A future without animal testing is getting closer. On Tuesday, the Food and Drug Administration agreed to a research-and-development collaboration with Emulate, a company that makes "organs-on-chips" technology.
The hope is that instead of testing new drugs or supplements on animals, researchers can use Emulate's chips.
Each chip is about the size of a human thumb and contains tiny channels filled with living human cells that imitate the functions of different organs.
For example, Emulate can build a chip that recreates how a human lung might react to certain medications. The results of tests that use these chips would ideally be more accurate than those conducted using a culture of lung cells or an animal's lung.
Animal testing is a critical part of drug development. Before a drug makes it to the FDA, the company behind it has to show how the drug works in animals — specifically whether it's toxic.

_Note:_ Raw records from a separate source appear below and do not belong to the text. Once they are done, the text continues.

//! Compact JWS objects: the MDS3 BLOB and SafetyNet attestation responses.

use base64::engine::general_purpose::URL_SAFE_NO_PAD;
use base64::Engine;
use openssl::bn::BigNum;
use openssl::ecdsa::EcdsaSig;
use openssl::error::ErrorStack;
use openssl::pkey::{PKeyRef, Public};
use openssl::x509::X509;
use serde::de::DeserializeOwned;
use serde::{Deserialize, Serialize};

use crate::converter::JsonConverter;
use crate::data::{decode_base64, decode_base64url, verify_signature, CoseAlgorithm};
use crate::error::DataConversionError;

#[derive(Debug, Clone, PartialEq, Eq, Serialize, Deserialize)]
pub struct JwsHeader {
    pub alg: String,
    #[serde(default, skip_serializing_if = "Option::is_none")]
    pub typ: Option<String>,
    /// Standard base64 DER certificates, leaf first.
    #[serde(default, skip_serializing_if = "Vec::is_empty")]
    pub x5c: Vec<String>,
}

impl JwsHeader {
    pub fn algorithm(&self) -> Result<CoseAlgorithm, DataConversionError> {
        match self.alg.as_str() {
            "ES256" => Ok(CoseAlgorithm::ES256),
            "ES384" => Ok(CoseAlgorithm::ES384),
            "ES512" => Ok(CoseAlgorithm::ES512),
            "RS256" => Ok(CoseAlgorithm::RS256),
            "RS384" => Ok(CoseAlgorithm::RS384),
            "RS512" => Ok(CoseAlgorithm::RS512),
            "PS256" => Ok(CoseAlgorithm::PS256),
            other => Err(DataConversionError::Jws(format!("unsupported alg {other}"))),
        }
    }
}

/// A parsed compact JWS with its payload decoded as `P`.
#[derive(Debug, Clone)]
pub struct JwsObject<P> {
    header: JwsHeader,
    payload: P,
    signing_input: String,
    signature: Vec<u8>,
}

impl<P: DeserializeOwned> JwsObject<P> {
    pub fn parse(converter: &JsonConverter, value: &str) -> Result<Self, DataConversionError> {
        let mut parts = value.trim().split('.');
        let (Some(header_b64), Some(payload_b64), Some(signature_b64), None) =
            (parts.next(), parts.next(), parts.next(), parts.next())
        else {
            return Err(DataConversionError::Jws(
                "expected three dot-separated parts".into(),
            ));
        };

        let header_bytes = decode_base64url(header_b64)?;
        let header: JwsHeader = converter.read_value(&header_bytes)?;
        header.algorithm()?;
        let payload_bytes = decode_base64url(payload_b64)?;
        let payload: P = converter.read_value(&payload_bytes)?;
        let signature = decode_base64url(signature_b64)?;

        Ok(Self {
            header,
            payload,
            signing_input: format!("{header_b64}.{payload_b64}"),
            signature,
        })
    }
}

impl<P> JwsObject<P> {
    pub fn header(&self) -> &JwsHeader {
        &self.header
    }

    pub fn payload(&self) -> &P {
        &self.payload
    }

    /// Decoded `x5c` header, leaf first.
    pub fn certificates(&self) -> Result<Vec<X509>, DataConversionError> {
        self.header
            .x5c
            .iter()
            .map(|b64| {
                let der = decode_base64(b64)?;
                X509::from_der(&der).map_err(|e| DataConversionError::Certificate(e.to_string()))
            })
            .collect()
    }

    pub fn verify_signature(&self, key: &PKeyRef<Public>) -> Result<bool, ErrorStack> {
        let Ok(algorithm) = self.header.algorithm() else {
            return Ok(false);
        };
        let signature = match algorithm {
            CoseAlgorithm::ES256 | CoseAlgorithm::ES384 | CoseAlgorithm::ES512 => {
                match raw_to_der(&self.signature)? {
                    Some(der) => der,
                    None => return Ok(false),
                }
            }
            _ => self.signature.clone(),
        };
        verify_signature(algorithm, key, &signature, self.signing_input.as_bytes())
    }
}

/// JWS carries ECDSA signatures as fixed-width `r || s`.
fn raw_to_der(raw: &[u8]) -> Result<Option<Vec<u8>>, ErrorStack> {
    if raw.is_empty() || raw.len() % 2 != 0 {
        return Ok(None);
    }
    let (r, s) = raw.split_at(raw.len() / 2);
    let sig = EcdsaSig::from_private_components(BigNum::from_slice(r)?, BigNum::from_slice(s)?)?;
    sig.to_der().map(Some)
}

/// Produce a compact JWS; used by tooling and tests that fabricate BLOBs.
pub fn encode_compact(
    converter: &JsonConverter,
    header: &JwsHeader,
    payload: &impl Serialize,
    sign: impl FnOnce(&[u8]) -> Result<Vec<u8>, ErrorStack>,
) -> Result<String, DataConversionError> {
    let header_b64 = URL_SAFE_NO_PAD.encode(converter.write_value_as_bytes(header)?);
    let payload_b64 = URL_SAFE_NO_PAD.encode(converter.write_value_as_bytes(payload)?);
    let signing_input = format!("{header_b64}.{payload_b64}");
    let signature =
        sign(signing_input.as_bytes()).map_err(|e| DataConversionError::Jws(e.to_string()))?;
    Ok(format!("{signing_input}.{}", URL_SAFE_NO_PAD.encode(signature)))
}

#[cfg(test)]
mod tests {
    use super::*;
    use openssl::ec::{EcGroup, EcKey};
    use openssl::hash::MessageDigest;
    use openssl::nid::Nid;
    use openssl::pkey::{PKey, Private};
    use openssl::sign::Signer;
    use serde_json::json;

    fn es256_key() -> PKey<Private> {
        let group = EcGroup::from_curve_name(Nid::X9_62_PRIME256V1).unwrap();
        PKey::from_ec_key(EcKey::generate(&group).unwrap()).unwrap()
    }

    fn sign_es256_raw(key: &PKey<Private>, data: &[u8]) -> Result<Vec<u8>, ErrorStack> {
        let mut signer = Signer::new(MessageDigest::sha256(), key)?;
        let der = signer.sign_oneshot_to_vec(data)?;
        let sig = EcdsaSig::from_der(&der)?;
        let mut raw = sig.r().to_vec_padded(32)?;
        raw.extend(sig.s().to_vec_padded(32)?);
        Ok(raw)
    }

    fn header() -> JwsHeader {
        JwsHeader {
            alg: "ES256".into(),
            typ: Some("JWT".into()),
            x5c: vec![],
        }
    }

    #[test]
    fn test_es256_roundtrip() {
        let converter = JsonConverter::default();
        let key = es256_key();
        let token = encode_compact(&converter, &header(), &json!({"no": 7}), |data| {
            sign_es256_raw(&key, data)
        })
        .unwrap();

        let jws: JwsObject<serde_json::Value> = JwsObject::parse(&converter, &token).unwrap();
        assert_eq!(jws.payload()["no"], 7);
        assert_eq!(jws.header().typ.as_deref(), Some("JWT"));

        let public = PKey::public_key_from_der(&key.public_key_to_der().unwrap()).unwrap();
        assert!(jws.verify_signature(&public).unwrap());

        let other = es256_key();
        let other = PKey::public_key_from_der(&other.public_key_to_der().unwrap()).unwrap();
        assert!(!jws.verify_signature(&other).unwrap());
    }

    #[test]
    fn test_rejects_wrong_part_count() {
        let converter = JsonConverter::default();
        assert!(JwsObject::<serde_json::Value>::parse(&converter, "a.b").is_err());
        assert!(JwsObject::<serde_json::Value>::parse(&converter, "a.b.c.d").is_err());
    }

    #[test]
    fn test_rejects_unsupported_alg() {
        let converter = JsonConverter::default();
        let header = JwsHeader {
            alg: "none".into(),
            typ: None,
            x5c: vec![],
        };
        let token = encode_compact(&converter, &header, &json!({}), |_| Ok(vec![])).unwrap();
        assert!(JwsObject::<serde_json::Value>::parse(&converter, &token).is_err());
    }
}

Scientists run tests on different animals and bring that data to the FDA in the form of an Investigational New Drug application. If the FDA signs off, the company can then start testing the drug in humans.
To start, the collaboration between the FDA and Emulate will focus on the company's Liver-Chips, which are meant to show how an animal's liver may react to a certain drug.
The liver is where most drugs get broken down on their way out of the body.
Animal testing may not disappear, but if the collaboration is successful, it could at least reduce the number of animals used in preclinical research.